Condottiere
Emperor Mongoose
My Mandroid Friday
“We need to leverage what we have,” said the player. “So, Dave is our Steward. He can get us in via a catering service. Minions gotta eat. And he can at least sneak us as far as the kitchen. Snacks, am I right?”I think the strength and weakness of the Traveller skill set is that you can use many skills for the same task. Players are quite inventive in crowbarring the skills they have into every situation possible.
I disagree that Steward skill implies "strong elements of organisation, planning and management". The skill description allows of "basic management" but that is not much of a bar. Every skill will include an element of management, organisation and planning. Engineers do it, as do Scientists and virtually anyone with a Profession. Tactics requires planning and organisation and even some aspects of Streetwise will require it.
If Steward covers everything a ship needs other than admin and contracts then it wouldn't be a primarily Merchant service skill, you would expect it to appear in Navy and Scout careers as well.

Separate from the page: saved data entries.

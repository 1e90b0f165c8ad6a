//! Hit-target marker stacks.
//!
//! Whatever sits under the pointer is described as a stack of markers,
//! deepest element first.  The DOM glue fills it from `data-*` attributes;
//! non-DOM hosts use [`HitTarget::from_geometry`].

use serde::{Deserialize, Serialize};

use crate::config::NodeTypeRegistry;
use crate::canvas::geometry;
use crate::models::{ConnectorRef, Node, Position};

/// Markers declared by one element.
#[derive(Clone, Debug, Default, PartialEq, Eq, Serialize, Deserialize)]
#[serde(rename_all = "camelCase")]
pub struct Marker {
    #[serde(default)]
    pub node_id: Option<String>,
    #[serde(default)]
    pub connector_id: Option<String>,
    #[serde(default)]
    pub interactive: bool,
}

impl Marker {
    pub fn is_empty(&self) -> bool {
        self.node_id.is_none() && self.connector_id.is_none() && !self.interactive
    }
}

/// What a pointer-down landed on.
#[derive(Clone, Debug, PartialEq, Eq)]
pub enum PressTarget {
    Connector(ConnectorRef),
    Node(String),
    /// A button, input or other control inside a node. Starts nothing.
    Interactive,
    Canvas,
}

#[derive(Clone, Debug, Default, PartialEq, Eq, Serialize, Deserialize)]
#[serde(transparent)]
pub struct HitTarget {
    markers: Vec<Marker>,
}

impl HitTarget {
    pub fn empty() -> Self {
        Self::default()
    }

    /// Push an element further out than everything recorded so far.
    /// Elements without any marker are skipped.
    pub fn push(&mut self, marker: Marker) {
        if !marker.is_empty() {
            self.markers.push(marker);
        }
    }

    pub fn with(mut self, marker: Marker) -> Self {
        self.push(marker);
        self
    }

    pub fn node(node_id: impl Into<String>) -> Self {
        Self::empty().with(Marker {
            node_id: Some(node_id.into()),
            ..Marker::default()
        })
    }

    /// A connector element nested inside its node's element.
    pub fn connector(node_id: impl Into<String>, connector_id: impl Into<String>) -> Self {
        let node_id = node_id.into();
        Self::empty()
            .with(Marker {
                node_id: Some(node_id.clone()),
                connector_id: Some(connector_id.into()),
                interactive: true,
            })
            .with(Marker {
                node_id: Some(node_id),
                ..Marker::default()
            })
    }

    /// A control inside a node's element.
    pub fn control(node_id: impl Into<String>) -> Self {
        Self::empty()
            .with(Marker {
                interactive: true,
                ..Marker::default()
            })
            .with(Marker {
                node_id: Some(node_id.into()),
                ..Marker::default()
            })
    }

    pub fn markers(&self) -> &[Marker] {
        &self.markers
    }

    pub fn is_empty(&self) -> bool {
        self.markers.is_empty()
    }

    /// Classify a pointer-down.  The deepest meaningful marker decides:
    /// a connector starts an edge draw, an interactive control starts
    /// nothing, a bare node starts a drag, no marker at all starts a pan.
    pub fn classify_press(&self) -> PressTarget {
        for marker in &self.markers {
            if let Some(connector_id) = &marker.connector_id {
                return match &marker.node_id {
                    Some(node_id) => PressTarget::Connector(ConnectorRef::new(node_id.clone(), connector_id.clone())),
                    None => PressTarget::Interactive,
                };
            }
            if marker.interactive {
                return PressTarget::Interactive;
            }
            if let Some(node_id) = &marker.node_id {
                return PressTarget::Node(node_id.clone());
            }
        }
        PressTarget::Canvas
    }

    /// Drop target of an edge draw: the deepest element declaring a connector
    /// id, provided it also names its node.  Node-only hits are "no connector".
    pub fn drop_connector(&self) -> Option<ConnectorRef> {
        let marker = self.markers.iter().find(|m| m.connector_id.is_some())?;
        Some(ConnectorRef::new(marker.node_id.clone()?, marker.connector_id.clone()?))
    }

    /// Build the stack geometrically from canvas-space state.
    pub fn from_geometry(registry: &NodeTypeRegistry, nodes: &[Node], point: Position, radius: f64) -> Self {
        let mut target = Self::empty();
        if let Some(found) = geometry::connector_at_point(registry, nodes, point, radius) {
            target.push(Marker {
                node_id: Some(found.node_id),
                connector_id: Some(found.connector_id),
                interactive: true,
            });
        }
        if let Some(node) = geometry::node_at_point(registry, nodes, point) {
            target.push(Marker {
                node_id: Some(node.id.clone()),
                ..Marker::default()
            });
        }
        target
    }
}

Planning and organisation should generally be something the players do, not a skill check. Where it needs to be abstracted Leadership would be the logical skill to tie it to.
The primary purpose of Steward is that bonus to finding passengers. Unless you decide to introduce an awkward passenger it is something that just happens off-screen. Just like the primary purpose of Astrogation is calculating your jump coordinates and unless the referee actually decides to throw in a space anomaly it has no general use. It is a "necessary" skill but a bit of a one trick pony.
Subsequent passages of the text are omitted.